Any app that installs onto a customer's machine cannot carry with it any
secret or X.509 private key from the software publisher, as that would
compromise the secret.  But it would be a simple matter for the installer of
that application to generate a new X.509 certificate and send that to the
Service Provider to establish a new consumer_key for this
machine+application combination.  So basically a Service Provider with a
programmatic interface for registering new OAuth consumers, that preferably
does not require a user account on that SP to sponsor the consumer as Google
and Twitter currently do, would satisfy the requirement.

But even if a user had to sponsor the consumer registration, that's fine
too.  Imagine this:
As a user, I install Google Picasa, an OAuth Consumer-enabled client
application.  During install, Picasa registers itself with Google's OAuth SP
and gets a consumer_key and consumer_secret assigned to it, which Picasa
stores in an encrypted file on disk.
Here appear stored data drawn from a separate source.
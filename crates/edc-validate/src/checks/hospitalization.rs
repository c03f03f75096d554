//! Hospitalization details must match the hospitalized answer.
//!
//! When hospitalized, zero days counts as not answered. A days value that
//! failed cleaning reaches these checks as `None`: it still counts as missing
//! when hospitalized, and only carries its field error when not.

use edc_model::YesNo;

use super::RuleInput;
use crate::issue::Issue;

pub(super) fn check(input: &RuleInput<'_>) -> Vec<Issue> {
    let mut issues = Vec::new();
    match input.participant_hospitalized {
        Some(YesNo::No) => {
            if let Some(days) = input.days_hospitalized {
                issues.push(Issue::DaysHospitalizedNotApplicable { days });
            }
            if input.reason_hospitalized.is_some() {
                issues.push(Issue::ReasonHospitalizedNotApplicable);
            }
        }
        Some(YesNo::Yes) => {
            if input.days_hospitalized.is_none_or(|days| days <= 0) {
                issues.push(Issue::DaysHospitalizedMissing {
                    days: input.days_hospitalized,
                });
            }
            if input.reason_hospitalized.is_none() {
                issues.push(Issue::ReasonHospitalizedMissing);
            }
        }
        None => {}
    }
    issues
}
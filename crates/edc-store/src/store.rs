use std::collections::BTreeMap;

use edc_model::{
    Audited, DeathReport, DeathReportData, OffStudyRecord, RegisteredSubject, SubjectIdentifier,
};
use edc_validate::SubjectLookup;
use tracing::{debug, info};

use crate::error::{Result, StoreError};

/// Registered subjects, their death reports, and derived off-study records.
#[derive(Debug, Clone, Default)]
pub struct DeathReportStore {
    pub(crate) subjects: BTreeMap<SubjectIdentifier, RegisteredSubject>,
    pub(crate) reports: BTreeMap<SubjectIdentifier, DeathReport>,
    pub(crate) off_study: BTreeMap<SubjectIdentifier, OffStudyRecord>,
}

impl DeathReportStore {
    pub fn new() -> Self {
        Self::default()
    }

    /// Register a subject. Identifiers are unique.
    pub fn register_subject(&mut self, subject: RegisteredSubject) -> Result<&RegisteredSubject> {
        let key = subject.subject_identifier.clone();
        if self.subjects.contains_key(&key) {
            return Err(StoreError::DuplicateSubject { subject: key });
        }
        debug!("registered subject");
        Ok(self.subjects.entry(key).or_insert(subject))
    }

    pub fn subject(&self, identifier: &SubjectIdentifier) -> Option<&RegisteredSubject> {
        self.subjects.get(identifier)
    }

    pub fn subjects(&self) -> impl Iterator<Item = &RegisteredSubject> {
        self.subjects.values()
    }

    /// Store a new death report and take its subject off study.
    ///
    /// Fails if the subject is unknown or already has a report.
    pub fn create_death_report(&mut self, report: DeathReport) -> Result<&DeathReport> {
        let key = report.subject().clone();
        if !self.subjects.contains_key(&key) {
            return Err(StoreError::UnknownSubject { subject: key });
        }
        if self.reports.contains_key(&key) {
            return Err(StoreError::DuplicateDeathReport { subject: key });
        }

        let user = report.audit().user_created.clone();
        if let Some(record) = OffStudyRecord::from_source(&key, &report, &user) {
            self.off_study.insert(key.clone(), record);
        }
        info!(report_id = %report.id(), "created death report");
        Ok(self.reports.entry(key).or_insert(report))
    }

    /// Replace the data of an existing report, keeping its identity.
    pub fn update_death_report(
        &mut self,
        data: DeathReportData,
        user: &str,
    ) -> Result<&DeathReport> {
        let key = data.registered_subject.clone();
        let Some(report) = self.reports.get_mut(&key) else {
            return Err(StoreError::NoDeathReport { subject: key });
        };
        report.data = data;
        report.touch(user);

        if let Some(record) = self.off_study.get_mut(&key) {
            record.offstudy_date = report.data.death_date;
            record.touch(user);
        }
        info!(report_id = %report.id(), "updated death report");
        Ok(report)
    }

    /// Remove a subject's report and the off-study record it created.
    pub fn delete_death_report(&mut self, subject: &SubjectIdentifier) -> Result<DeathReport> {
        let report = self
            .reports
            .remove(subject)
            .ok_or_else(|| StoreError::NoDeathReport {
                subject: subject.clone(),
            })?;
        self.off_study.remove(subject);
        info!(report_id = %report.id(), "deleted death report");
        Ok(report)
    }

    pub fn death_report_for(&self, subject: &SubjectIdentifier) -> Option<&DeathReport> {
        self.reports.get(subject)
    }

    pub fn death_reports(&self) -> impl Iterator<Item = &DeathReport> {
        self.reports.values()
    }

    pub fn off_study_record(&self, subject: &SubjectIdentifier) -> Option<&OffStudyRecord> {
        self.off_study.get(subject)
    }
}

impl SubjectLookup for DeathReportStore {
    fn find_subject(&self, identifier: &SubjectIdentifier) -> Option<&RegisteredSubject> {
        self.subject(identifier)
    }
}
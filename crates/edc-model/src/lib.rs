//! Record types for the death report module.
//!
//! A [`DeathReport`] is composed from independent capabilities rather than a
//! single base type: [`AuditFields`] supplies the audit trail, [`OffStudy`]
//! reports when the participant left the study, and the vocabulary types
//! provide the ordered lookup lists the report references.

pub mod audit;
pub mod death_report;
pub mod enums;
pub mod error;
pub mod ids;
pub mod off_study;
pub mod subject;
pub mod vocabulary;

pub use audit::{AuditFields, Audited};
pub use death_report::{DeathReport, DeathReportData};
pub use enums::{VocabularyKind, YesNo};
pub use error::{ModelError, Result};
pub use ids::{ItemId, SubjectIdentifier};
pub use off_study::{OffStudy, OffStudyRecord};
pub use subject::RegisteredSubject;
pub use vocabulary::{ListItem, VocabularyList, VocabularyRegistry};
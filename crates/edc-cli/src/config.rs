//! Settings file.
//!
//! Looked up in this order: `--config PATH`, the `EDC_CONFIG` environment
//! variable, then `edc-death-report.toml` in the working directory. A missing
//! file means defaults.
//!
//! ```toml
//! vocabulary_dir = "vocab"
//! store = "reports.json"
//! user = "site-01"
//! ```

use std::path::{Path, PathBuf};

use anyhow::{Context, Result, bail};
use serde::{Deserialize, Serialize};
use tracing::debug;

use edc_model::VocabularyRegistry;
use edc_vocabulary::{VOCABULARY_ENV_VAR, load_default_registry, load_registry_dir};

pub const CONFIG_ENV_VAR: &str = "EDC_CONFIG";
pub const DEFAULT_CONFIG_FILE: &str = "edc-death-report.toml";
/// Recorded as `user_created`/`user_modified` when no user is configured.
pub const DEFAULT_USER: &str = "edc";

#[derive(Debug, Clone, Default, PartialEq, Eq, Serialize, Deserialize)]
#[serde(default, deny_unknown_fields)]
pub struct Settings {
    /// Directory of `<kind>.csv` files overriding the built-in vocabularies.
    pub vocabulary_dir: Option<PathBuf>,
    /// Store file used when a command gets no `--store`.
    pub store: Option<PathBuf>,
    pub user: Option<String>,
}

impl Settings {
    /// Resolve and read the settings file.
    ///
    /// An explicitly named file must exist. A file found through the
    /// environment or the working directory is optional.
    pub fn load(explicit: Option<&Path>) -> Result<Self> {
        if let Some(path) = explicit {
            if !path.is_file() {
                bail!("config file not found: {}", path.display());
            }
            return Self::load_from(path);
        }
        let candidate = std::env::var_os(CONFIG_ENV_VAR)
            .map(PathBuf::from)
            .unwrap_or_else(|| PathBuf::from(DEFAULT_CONFIG_FILE));
        if candidate.is_file() {
            Self::load_from(&candidate)
        } else {
            debug!(path = %candidate.display(), "no config file, using defaults");
            Ok(Self::default())
        }
    }

    pub fn load_from(path: &Path) -> Result<Self> {
        let content = std::fs::read_to_string(path)
            .with_context(|| format!("read config {}", path.display()))?;
        let settings: Self = toml::from_str(&content)
            .with_context(|| format!("parse config {}", path.display()))?;
        debug!(path = %path.display(), "loaded config");
        Ok(settings)
    }

    pub fn save_to(&self, path: &Path) -> Result<()> {
        let content = toml::to_string_pretty(self).context("serialize config")?;
        std::fs::write(path, content).with_context(|| format!("write config {}", path.display()))
    }

    /// The store path: the command's flag wins over the settings file.
    pub fn store_path(&self, flag: Option<&Path>) -> Result<PathBuf> {
        flag.map(Path::to_path_buf)
            .or_else(|| self.store.clone())
            .context("no store file given (use --store or set `store` in the config file)")
    }

    pub fn user_or_default<'a>(&'a self, flag: Option<&'a str>) -> &'a str {
        flag.or(self.user.as_deref()).unwrap_or(DEFAULT_USER)
    }

    /// Vocabulary directory from the settings file or `EDC_VOCABULARY_DIR`.
    pub fn vocabulary_dir(&self) -> Option<PathBuf> {
        self.vocabulary_dir
            .clone()
            .or_else(|| std::env::var_os(VOCABULARY_ENV_VAR).map(PathBuf::from))
    }

    pub fn load_vocabularies(&self) -> Result<VocabularyRegistry> {
        match self.vocabulary_dir() {
            Some(dir) => load_registry_dir(&dir)
                .with_context(|| format!("load vocabularies from {}", dir.display())),
            None => load_default_registry().context("load built-in vocabularies"),
        }
    }
}
use serde::Serialize;

use edc_validate::{DeathReportForm, FormErrors};

/// Result of validating one submission, as printed by `--json`.
#[derive(Debug, Clone, Serialize)]
pub struct ValidationOutcome {
    /// Submitted subject identifier, if any.
    pub subject: Option<String>,
    pub valid: bool,
    pub errors: FormErrors,
}

impl ValidationOutcome {
    pub fn from_form(form: &DeathReportForm<'_>) -> Self {
        let subject = form
            .data()
            .value("registered_subject")
            .map(|value| match value.as_str() {
                Some(text) => text.trim().to_string(),
                None => value.to_string(),
            });
        Self {
            subject,
            valid: form.is_valid(),
            errors: form.errors().clone(),
        }
    }
}
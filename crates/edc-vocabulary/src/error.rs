use std::path::PathBuf;

use edc_model::{ItemId, VocabularyKind};

#[derive(Debug, thiserror::Error)]
pub enum VocabularyError {
    #[error("failed to read file {path}: {source}")]
    Io {
        path: PathBuf,
        #[source]
        source: std::io::Error,
    },

    #[error("failed to parse CSV {source_name}: {message}")]
    Csv {
        source_name: String,
        message: String,
    },

    #[error("{source_name} line {line}: {message}")]
    InvalidRow {
        source_name: String,
        line: usize,
        message: String,
    },

    #[error("{source_name}: duplicate item id {id} in {kind} vocabulary")]
    DuplicateItem {
        source_name: String,
        kind: VocabularyKind,
        id: ItemId,
    },
}

impl VocabularyError {
    pub(crate) fn io(path: impl Into<PathBuf>, source: std::io::Error) -> Self {
        Self::Io {
            path: path.into(),
            source,
        }
    }

    pub(crate) fn csv(source_name: &str, error: &csv::Error) -> Self {
        Self::Csv {
            source_name: source_name.to_string(),
            message: error.to_string(),
        }
    }
}
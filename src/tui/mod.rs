//! Terminal front end.
//!
//! Layout: a header with per-status counts, the visible task list with the
//! selected row highlighted, and a footer holding key hints, prompts, and
//! notices. All state changes go through the [`Session`].

mod app;
mod render;

pub use app::{Action, App, Mode};
pub use render::{render, status_color};

use crate::task::{
    ports::TaskStore,
    services::{Flow, Session, SessionError},
};
use crossterm::event::{self, Event};
use mockable::Clock;
use ratatui::{Terminal, backend::Backend};
use std::io;
use std::time::Duration;
use thiserror::Error;
use tokio::runtime::Runtime;

/// How long the event loop waits for input before redrawing.
pub const POLL_INTERVAL: Duration = Duration::from_millis(250);

/// Errors that end the event loop.
#[derive(Debug, Error)]
pub enum TuiError {
    /// Drawing or reading terminal input failed.
    #[error("terminal I/O failed: {0}")]
    Io(#[from] io::Error),
    /// The session hit a fatal error.
    #[error(transparent)]
    Session(#[from] SessionError),
}

/// Runs the event loop until the user quits.
///
/// Session calls are driven to completion on `runtime` before the next key
/// is read.
///
/// # Errors
///
/// Returns [`TuiError::Io`] when the terminal fails and
/// [`TuiError::Session`] on a fatal session error.
pub fn run<B, S, C>(
    terminal: &mut Terminal<B>,
    runtime: &Runtime,
    session: &mut Session<S, C>,
    app: &mut App,
) -> Result<(), TuiError>
where
    B: Backend,
    S: TaskStore,
    C: Clock + Send + Sync,
{
    loop {
        terminal.draw(|frame| render(frame, app, session))?;

        if !event::poll(POLL_INTERVAL)? {
            continue;
        }
        if let Event::Key(key) = event::read()? {
            let action = app.on_key(key, session);
            if runtime.block_on(app.perform(session, action))? == Flow::Quit {
                tracing::debug!("quit requested");
                return Ok(());
            }
        }
    }
}
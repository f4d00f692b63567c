//! Unit tests for the task module.

#![expect(
    clippy::expect_used,
    reason = "Test code uses expect for assertion clarity"
)]

mod status_tests;
mod support;
mod task_set_tests;
//! `SQLite` adapters for task persistence.

mod models;
mod schema;
mod store;

pub use store::{SqliteTaskStore, TaskSqlitePool};
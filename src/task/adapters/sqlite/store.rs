//! `SQLite` store implementation for task persistence.

use super::{
    models::{
        NewTaskRow, RawCategoryRow, RawTaskRow, SELECT_RAW_CATEGORIES_SQL, SELECT_RAW_TASKS_SQL,
    },
    schema::tasks,
};
use crate::task::{
    domain::{Status, Task, TaskId, TaskRecord, format_timestamp},
    ports::{LoadedTasks, MalformedRow, TaskStore, TaskStoreError, TaskStoreResult},
};
use async_trait::async_trait;
use chrono::{DateTime, Utc};
use diesel::connection::SimpleConnection;
use diesel::prelude::*;
use diesel::r2d2::{ConnectionManager, Pool};
use diesel::result::{DatabaseErrorKind, Error as DieselError};
use diesel::sqlite::SqliteConnection;
use std::collections::BTreeSet;
use std::io;
use std::path::Path;
use std::time::Duration;

/// Schema bootstrap applied by [`TaskStore::init`].
const CREATE_TASKS_SQL: &str =
    include_str!("../../../../migrations/2026-10-01-000000_create_tasks/up.sql");

/// `SQLite` connection pool type used by task adapters.
pub type TaskSqlitePool = Pool<ConnectionManager<SqliteConnection>>;

/// `SQLite`-backed task store.
#[derive(Debug, Clone)]
pub struct SqliteTaskStore {
    pool: TaskSqlitePool,
}

impl SqliteTaskStore {
    /// Creates a new store from a `SQLite` connection pool.
    #[must_use]
    pub const fn new(pool: TaskSqlitePool) -> Self {
        Self { pool }
    }

    /// Opens (creating if needed) the database file at `path`.
    ///
    /// Missing parent directories are created. The pool holds a single
    /// connection because one process owns the file.
    ///
    /// # Errors
    ///
    /// Returns [`TaskStoreError::Unavailable`] when the path is not valid
    /// UTF-8 or when the directory or the database file cannot be created or
    /// opened.
    pub fn open(database: impl AsRef<Path>) -> TaskStoreResult<Self> {
        let path = database.as_ref();
        let url = path.to_str().ok_or_else(|| {
            TaskStoreError::unavailable(io::Error::new(
                io::ErrorKind::InvalidInput,
                format!("database path is not valid UTF-8: {}", path.display()),
            ))
        })?;
        if let Some(parent) = path.parent().filter(|dir| !dir.as_os_str().is_empty()) {
            std::fs::create_dir_all(parent).map_err(TaskStoreError::unavailable)?;
        }

        let manager = ConnectionManager::<SqliteConnection>::new(url);
        let pool = Pool::builder()
            .max_size(1)
            .connection_timeout(Duration::from_secs(5))
            .build(manager)
            .map_err(TaskStoreError::unavailable)?;
        tracing::debug!(path = %path.display(), "opened task database");
        Ok(Self::new(pool))
    }

    async fn run_blocking<F, T>(&self, f: F) -> TaskStoreResult<T>
    where
        F: FnOnce(&mut SqliteConnection) -> TaskStoreResult<T> + Send + 'static,
        T: Send + 'static,
    {
        let pool = self.pool.clone();
        tokio::task::spawn_blocking(move || {
            let mut connection = pool.get().map_err(TaskStoreError::unavailable)?;
            f(&mut connection)
        })
        .await
        .map_err(TaskStoreError::persistence)?
    }
}

#[async_trait]
impl TaskStore for SqliteTaskStore {
    #[tracing::instrument(level = "debug", skip_all)]
    async fn init(&self) -> TaskStoreResult<()> {
        self.run_blocking(|connection| {
            connection
                .batch_execute(CREATE_TASKS_SQL)
                .map_err(TaskStoreError::unavailable)
        })
        .await
    }

    #[tracing::instrument(level = "debug", skip_all, fields(task_id = %task.id()))]
    async fn insert(&self, task: &Task) -> TaskStoreResult<()> {
        let task_id = task.id();
        let new_row = to_new_row(task);

        self.run_blocking(move |connection| {
            diesel::insert_into(tasks::table)
                .values(&new_row)
                .execute(connection)
                .map_err(|err| match err {
                    DieselError::DatabaseError(DatabaseErrorKind::UniqueViolation, _) => {
                        TaskStoreError::DuplicateId(task_id)
                    }
                    _ => TaskStoreError::persistence(err),
                })?;
            Ok(())
        })
        .await
    }

    #[tracing::instrument(level = "debug", skip_all)]
    async fn select_all(&self) -> TaskStoreResult<LoadedTasks> {
        self.run_blocking(|connection| {
            let rows = diesel::sql_query(SELECT_RAW_TASKS_SQL)
                .load::<RawTaskRow>(connection)
                .map_err(TaskStoreError::persistence)?;
            Ok(decode_rows(rows))
        })
        .await
    }

    #[tracing::instrument(level = "debug", skip_all, fields(task_id = %id, status = %status))]
    async fn update_status(
        &self,
        id: TaskId,
        status: Status,
        last_updated: DateTime<Utc>,
        completed_at: Option<DateTime<Utc>>,
    ) -> TaskStoreResult<()> {
        let updated_text = format_timestamp(last_updated);
        let completed_text = completed_at.map(format_timestamp);

        self.run_blocking(move |connection| {
            let updated = diesel::update(tasks::table.find(id.to_string()))
                .set((
                    tasks::status.eq(status.as_str()),
                    tasks::last_updated.eq(updated_text),
                    tasks::completed_at.eq(completed_text),
                ))
                .execute(connection)
                .map_err(TaskStoreError::persistence)?;
            if updated == 0 {
                return Err(TaskStoreError::NotFound(id));
            }
            Ok(())
        })
        .await
    }

    #[tracing::instrument(level = "debug", skip_all, fields(task_id = %id))]
    async fn delete(&self, id: TaskId) -> TaskStoreResult<()> {
        self.run_blocking(move |connection| {
            diesel::delete(tasks::table.find(id.to_string()))
                .execute(connection)
                .map_err(TaskStoreError::persistence)?;
            Ok(())
        })
        .await
    }

    #[tracing::instrument(level = "debug", skip_all)]
    async fn distinct_categories(&self) -> TaskStoreResult<BTreeSet<String>> {
        self.run_blocking(|connection| {
            let rows = diesel::sql_query(SELECT_RAW_CATEGORIES_SQL)
                .load::<RawCategoryRow>(connection)
                .map_err(TaskStoreError::persistence)?;
            Ok(rows
                .into_iter()
                .filter_map(|row| row.category)
                .filter_map(|bytes| String::from_utf8(bytes).ok())
                .collect())
        })
        .await
    }
}

fn to_new_row(task: &Task) -> NewTaskRow {
    NewTaskRow {
        id: task.id().to_string(),
        name: task.name().as_str().to_owned(),
        category: task.category().to_owned(),
        status: task.status().as_str().to_owned(),
        created_at: format_timestamp(task.created_at()),
        last_updated: format_timestamp(task.last_updated()),
        completed_at: task.completed_at().map(format_timestamp),
    }
}

fn decode_rows(rows: Vec<RawTaskRow>) -> LoadedTasks {
    let mut loaded = LoadedTasks::default();
    for row in rows {
        let key = row.key();
        match TaskRecord::try_from(row).and_then(Task::try_from) {
            Ok(task) => loaded.tasks.push(task),
            Err(error) => loaded.malformed.push(MalformedRow { key, error }),
        }
    }
    loaded
}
During that process a browser may have
popped up asking me to log into Google to sponsor the registration.
Now anyone using Picasa on my computer can access PicasaWeb and publish
their photos without Picasa asking them for their username/password since it
can use the standard OAuth flow of popping up a browser allowing whoever is
using my computer at the time to log into Google and authorize Picasa to
publish photos.
Finally, if my computer were ever stolen, I could log into Google and delete
the consumer_key that Picasa on that computer had created, thereby
invalidating all access tokens Picasa may have acquired from users of that
computer.

If Picasa had been able to register as a consumer with Google without me
sponsoring that registration, then invalidating access tokens in the event
of a stolen computer would be an individual process of revoking each token.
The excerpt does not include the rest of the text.